I have a pandas series, s1, and I want to make a new series, s2, by applying a function that takes two inputs to create one new value. This function would be applied to a 2-value window on s1. The resulting series, s2, should have one fewer value than s1. There are many ways to accomplish this but I'm looking for a way to do it very efficiently. This is on Linux and I'm currently running python 2.7 and 3.4 and pandas 15.2, though I can update pandas if that's necessary. Here's a simplification of my problem. My series consists of musical pitches represented as strings.
import pandas
s1 = pandas.Series(['C4', 'E-4', 'G4', 'A-4')

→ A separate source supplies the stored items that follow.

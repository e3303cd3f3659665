//! Structured field extraction from noisy identity-card OCR text.
//!
//! Extraction is best-effort and total: no operation here panics or errors.
//! A field that cannot be resolved stays `None` — it is never guessed.

pub mod dates;
pub mod document_number;
pub mod name;

pub use dates::extract_dates;
pub use document_number::extract_document_number;
pub use name::extract_full_name;

use verid_types::ExtractedFields;

/// Extract every supported field from one OCR text.
///
/// Dates are assigned by order of appearance: the first date-like substring
/// becomes the date of birth, the second the issue date. This mirrors the
/// field order printed on the card face; it is a documented convention, not
/// a structural guarantee.
pub fn extract_all(text: &str) -> ExtractedFields {
    let mut dates = extract_dates(text).into_iter();
    ExtractedFields {
        document_number: extract_document_number(text),
        full_name: extract_full_name(text),
        date_of_birth: dates.next(),
        issue_date: dates.next(),
    }
}
//! Shared utilities for the verid pipeline.

pub mod logging;

pub use logging::init_tracing;
//! Authenticity scoring for identity-card OCR text.
//!
//! A fixed set of independent boolean indicators is evaluated against the
//! raw recognized text. The score is the count of true indicators; the
//! decision additionally requires the identifier-pattern indicator and the
//! negative (foreign-document) indicator to hold. Scoring is a pure
//! function of the text — no side effects, nothing to await.

pub mod indicators;
pub mod scorer;

pub use indicators::Indicator;
pub use scorer::{AuthenticityAssessment, AuthenticityDecision, AuthenticityScorer};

I'd like to use this function:
def interval_func(event1, event2):
ev1 = music21.note.Note(event1)
ev2 = music21.note.Note(event2)
intrvl = music21.interval.Interval(ev1, ev2)
return intrvl.name
On s1 and a shifted version of s1, to get the following series:
s2 = pandas.Series(['m3', 'M3', 'm2'])
In response to your edit, we could try and use a similar .rolling method, but pandas does not currently support non-numeric types in rolls.

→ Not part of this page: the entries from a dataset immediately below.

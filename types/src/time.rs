//! Timestamp type used on capture sessions.
//!
//! Timestamps are Unix epoch seconds (UTC). They record when a session was
//! created and last touched; nothing in the pipeline depends on wall-clock
//! precision beyond that.

use serde::{Deserialize, Serialize};
use std::fmt;
use std::time::{SystemTime, UNIX_EPOCH};

/// A Unix timestamp in seconds since epoch (UTC).
#[derive(Clone, Copy, Debug, PartialEq, Eq, PartialOrd, Ord, Hash, Serialize, Deserialize)]
pub struct Timestamp(u64);

impl Timestamp {
    /// The epoch (time zero).
    pub const EPOCH: Self = Self(0);

    pub fn new(secs: u64) -> Self {
        Self(secs)
    }

    /// Get the current system time as a `Timestamp`.
    pub fn now() -> Self {
        let secs = SystemTime::now()
            .duration_since(UNIX_EPOCH)
            .expect("system clock before Unix epoch")
            .as_secs();
        Self(secs)
    }

    pub fn as_secs(&self) -> u64 {
        self.0
    }
}

impl fmt::Display for Timestamp {
    fn fmt(&self, f: &mut fmt::Formatter<'_>) -> fmt::Result {
        write!(f, "{}s", self.0)
    }
}
//! Captured document images.

use serde::{Deserialize, Serialize};

/// Where a document image came from.
#[derive(Clone, Copy, Debug, PartialEq, Eq, Serialize, Deserialize)]
pub enum CaptureSource {
    /// Uploaded by the user as a file.
    Upload,
    /// Captured from a live camera feed.
    LiveCamera,
}

/// Raw bytes of a captured document image.
///
/// The pipeline never decodes the image itself — the bytes are handed to the
/// OCR engine as-is.
#[derive(Clone, Debug, PartialEq, Eq, Serialize, Deserialize)]
pub struct ImageData(Vec<u8>);

impl ImageData {
    pub fn new(bytes: Vec<u8>) -> Self {
        Self(bytes)
    }

    pub fn as_bytes(&self) -> &[u8] {
        &self.0
    }

    /// An empty image cannot start a capture attempt.
    pub fn is_empty(&self) -> bool {
        self.0.is_empty()
    }

    pub fn len(&self) -> usize {
        self.0.len()
    }
}

impl From<&[u8]> for ImageData {
    fn from(bytes: &[u8]) -> Self {
        Self(bytes.to_vec())
    }
}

So, we can use a list comprehension:
[music21.interval.Interval(music21.note.Note(s1[i]),\
music21.note.Note(s1[i + 1])).name\
for i in range(len(s1)-1)]
or, an apply:
import music21
import pandas as pd
import numpy as np
s1 = pd.Series(['C4', 'E-4', 'G4', 'A-4'])
df = pd.DataFrame({0:s1, 1:s1.shift(1)})
def myfunc(x):
if not any([pd.isnull(x[0]), pd.isnull(x[1])]):
return music21.interval.Interval(music21.note.Note(x[0]),music21.note.Note(x[1])).name
df.apply(myfunc, axis = 1)
nb, I would be surprised if the apply
is any faster than the comprehension